Exercise brief:
Note each line in the data below that holds "assets", and copy it.

Dataset entries
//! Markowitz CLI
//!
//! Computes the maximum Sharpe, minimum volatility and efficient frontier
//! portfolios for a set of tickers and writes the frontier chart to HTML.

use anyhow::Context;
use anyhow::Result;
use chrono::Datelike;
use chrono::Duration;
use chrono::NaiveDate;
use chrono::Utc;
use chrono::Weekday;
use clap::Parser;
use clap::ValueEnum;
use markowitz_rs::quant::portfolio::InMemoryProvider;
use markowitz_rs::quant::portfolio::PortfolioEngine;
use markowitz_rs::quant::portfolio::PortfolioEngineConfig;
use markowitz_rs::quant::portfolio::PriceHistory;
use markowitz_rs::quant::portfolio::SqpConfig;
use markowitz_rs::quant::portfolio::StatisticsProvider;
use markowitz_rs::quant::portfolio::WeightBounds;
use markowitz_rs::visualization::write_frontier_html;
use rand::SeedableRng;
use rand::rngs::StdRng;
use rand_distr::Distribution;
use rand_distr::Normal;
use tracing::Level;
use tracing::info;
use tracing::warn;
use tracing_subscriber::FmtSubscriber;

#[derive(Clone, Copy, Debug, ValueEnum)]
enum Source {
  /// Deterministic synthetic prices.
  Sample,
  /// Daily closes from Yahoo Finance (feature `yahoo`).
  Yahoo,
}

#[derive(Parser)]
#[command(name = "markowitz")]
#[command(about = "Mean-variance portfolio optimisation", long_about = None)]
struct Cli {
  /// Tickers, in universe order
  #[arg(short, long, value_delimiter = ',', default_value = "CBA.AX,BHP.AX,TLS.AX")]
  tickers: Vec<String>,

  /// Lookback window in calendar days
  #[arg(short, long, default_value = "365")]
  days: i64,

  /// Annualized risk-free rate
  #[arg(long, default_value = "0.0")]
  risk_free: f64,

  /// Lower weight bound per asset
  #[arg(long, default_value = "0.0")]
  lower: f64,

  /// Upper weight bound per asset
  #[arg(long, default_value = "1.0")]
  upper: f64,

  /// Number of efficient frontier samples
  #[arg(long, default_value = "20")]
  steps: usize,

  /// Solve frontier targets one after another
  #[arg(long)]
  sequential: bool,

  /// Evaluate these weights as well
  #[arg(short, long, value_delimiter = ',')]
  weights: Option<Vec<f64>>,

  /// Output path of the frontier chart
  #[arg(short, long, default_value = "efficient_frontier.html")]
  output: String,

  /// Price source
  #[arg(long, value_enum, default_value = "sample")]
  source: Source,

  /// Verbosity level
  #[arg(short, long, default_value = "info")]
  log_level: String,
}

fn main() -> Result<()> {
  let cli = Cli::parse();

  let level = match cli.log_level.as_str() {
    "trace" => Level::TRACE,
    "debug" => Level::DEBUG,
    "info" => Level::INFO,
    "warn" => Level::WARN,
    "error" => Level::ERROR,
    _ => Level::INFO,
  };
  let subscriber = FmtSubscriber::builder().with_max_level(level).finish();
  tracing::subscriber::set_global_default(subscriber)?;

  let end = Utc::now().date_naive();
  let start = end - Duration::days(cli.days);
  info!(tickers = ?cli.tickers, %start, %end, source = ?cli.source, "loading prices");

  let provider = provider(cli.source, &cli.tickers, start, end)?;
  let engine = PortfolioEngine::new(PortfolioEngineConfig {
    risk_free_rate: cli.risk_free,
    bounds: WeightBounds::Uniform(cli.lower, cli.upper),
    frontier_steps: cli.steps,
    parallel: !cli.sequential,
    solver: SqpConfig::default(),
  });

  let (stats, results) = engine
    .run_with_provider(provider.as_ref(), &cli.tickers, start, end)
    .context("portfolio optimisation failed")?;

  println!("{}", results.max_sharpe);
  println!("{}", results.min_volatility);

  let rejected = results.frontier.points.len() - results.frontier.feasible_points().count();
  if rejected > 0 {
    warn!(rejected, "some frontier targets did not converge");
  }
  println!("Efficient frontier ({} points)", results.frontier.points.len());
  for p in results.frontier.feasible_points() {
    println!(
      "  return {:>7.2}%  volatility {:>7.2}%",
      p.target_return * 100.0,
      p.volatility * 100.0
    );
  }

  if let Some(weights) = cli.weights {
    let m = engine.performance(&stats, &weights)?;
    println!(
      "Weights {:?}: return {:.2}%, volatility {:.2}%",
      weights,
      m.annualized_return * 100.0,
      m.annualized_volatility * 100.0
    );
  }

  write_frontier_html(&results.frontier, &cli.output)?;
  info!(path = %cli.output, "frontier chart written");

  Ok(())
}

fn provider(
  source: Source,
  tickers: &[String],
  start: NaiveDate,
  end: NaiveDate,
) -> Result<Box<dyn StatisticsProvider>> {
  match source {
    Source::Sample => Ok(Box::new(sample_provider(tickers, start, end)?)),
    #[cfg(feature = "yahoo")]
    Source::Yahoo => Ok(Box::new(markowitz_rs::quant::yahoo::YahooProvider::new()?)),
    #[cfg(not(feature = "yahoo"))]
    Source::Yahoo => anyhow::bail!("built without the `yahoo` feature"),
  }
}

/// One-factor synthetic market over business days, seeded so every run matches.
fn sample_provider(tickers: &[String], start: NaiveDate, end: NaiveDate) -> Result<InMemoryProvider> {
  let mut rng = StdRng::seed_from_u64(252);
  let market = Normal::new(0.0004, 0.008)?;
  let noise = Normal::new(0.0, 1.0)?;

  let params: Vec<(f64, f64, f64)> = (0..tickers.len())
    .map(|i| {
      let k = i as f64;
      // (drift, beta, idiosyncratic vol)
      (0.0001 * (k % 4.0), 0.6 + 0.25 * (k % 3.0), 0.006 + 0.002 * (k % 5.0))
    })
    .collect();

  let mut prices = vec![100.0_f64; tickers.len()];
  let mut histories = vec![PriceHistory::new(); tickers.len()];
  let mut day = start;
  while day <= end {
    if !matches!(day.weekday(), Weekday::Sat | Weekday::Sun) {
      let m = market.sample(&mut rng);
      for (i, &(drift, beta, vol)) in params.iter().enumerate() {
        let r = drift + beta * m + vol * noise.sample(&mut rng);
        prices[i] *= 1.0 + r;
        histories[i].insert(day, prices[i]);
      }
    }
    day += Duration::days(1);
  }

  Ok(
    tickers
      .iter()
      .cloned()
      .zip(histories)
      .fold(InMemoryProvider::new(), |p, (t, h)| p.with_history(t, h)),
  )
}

--

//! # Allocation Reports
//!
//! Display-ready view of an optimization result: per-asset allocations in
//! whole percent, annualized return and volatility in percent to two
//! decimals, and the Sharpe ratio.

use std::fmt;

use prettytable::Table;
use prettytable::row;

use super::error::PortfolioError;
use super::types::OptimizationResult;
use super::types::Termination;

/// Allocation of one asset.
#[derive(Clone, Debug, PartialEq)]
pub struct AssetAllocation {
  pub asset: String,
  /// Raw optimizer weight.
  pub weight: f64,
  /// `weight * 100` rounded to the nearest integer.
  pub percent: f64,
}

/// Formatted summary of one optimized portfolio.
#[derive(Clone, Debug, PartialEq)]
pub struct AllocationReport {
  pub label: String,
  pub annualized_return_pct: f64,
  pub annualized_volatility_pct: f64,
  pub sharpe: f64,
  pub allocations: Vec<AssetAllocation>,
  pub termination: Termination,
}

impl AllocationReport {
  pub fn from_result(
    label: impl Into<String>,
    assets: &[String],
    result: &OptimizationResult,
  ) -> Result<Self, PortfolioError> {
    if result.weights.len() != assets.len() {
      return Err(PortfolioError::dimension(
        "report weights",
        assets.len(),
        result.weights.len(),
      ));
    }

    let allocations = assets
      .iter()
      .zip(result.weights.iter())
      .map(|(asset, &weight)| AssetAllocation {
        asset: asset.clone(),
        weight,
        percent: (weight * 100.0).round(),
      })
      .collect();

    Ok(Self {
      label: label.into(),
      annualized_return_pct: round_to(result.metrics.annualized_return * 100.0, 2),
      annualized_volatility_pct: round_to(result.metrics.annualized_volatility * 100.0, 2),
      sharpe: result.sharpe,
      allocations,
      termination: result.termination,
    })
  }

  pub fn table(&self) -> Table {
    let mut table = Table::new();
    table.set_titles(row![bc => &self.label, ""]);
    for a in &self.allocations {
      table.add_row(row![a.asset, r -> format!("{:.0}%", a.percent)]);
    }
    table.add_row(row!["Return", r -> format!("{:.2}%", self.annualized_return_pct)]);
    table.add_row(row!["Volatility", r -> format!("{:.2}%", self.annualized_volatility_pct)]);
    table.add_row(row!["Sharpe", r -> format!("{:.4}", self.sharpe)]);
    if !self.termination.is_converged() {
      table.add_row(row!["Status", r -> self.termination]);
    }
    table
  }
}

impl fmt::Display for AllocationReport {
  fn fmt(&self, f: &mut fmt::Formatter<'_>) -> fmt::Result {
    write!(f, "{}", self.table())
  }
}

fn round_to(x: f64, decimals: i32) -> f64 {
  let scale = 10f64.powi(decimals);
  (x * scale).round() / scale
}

...

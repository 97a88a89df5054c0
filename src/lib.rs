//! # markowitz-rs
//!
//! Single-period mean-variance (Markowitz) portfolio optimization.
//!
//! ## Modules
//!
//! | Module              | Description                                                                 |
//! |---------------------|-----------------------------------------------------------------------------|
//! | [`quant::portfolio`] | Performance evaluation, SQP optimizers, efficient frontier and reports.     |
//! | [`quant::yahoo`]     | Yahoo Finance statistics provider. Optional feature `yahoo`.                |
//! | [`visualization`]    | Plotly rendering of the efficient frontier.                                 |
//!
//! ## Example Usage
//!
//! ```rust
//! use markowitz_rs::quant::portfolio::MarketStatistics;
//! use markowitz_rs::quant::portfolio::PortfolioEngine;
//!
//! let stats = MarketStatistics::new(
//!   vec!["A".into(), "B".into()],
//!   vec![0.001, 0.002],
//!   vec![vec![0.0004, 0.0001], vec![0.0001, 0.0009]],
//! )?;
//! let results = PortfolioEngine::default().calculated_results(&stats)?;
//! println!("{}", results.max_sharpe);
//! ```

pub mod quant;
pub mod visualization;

Reply:
    assets: &[String],
    if result.weights.len() != assets.len() {
        assets.len(),
    let allocations = assets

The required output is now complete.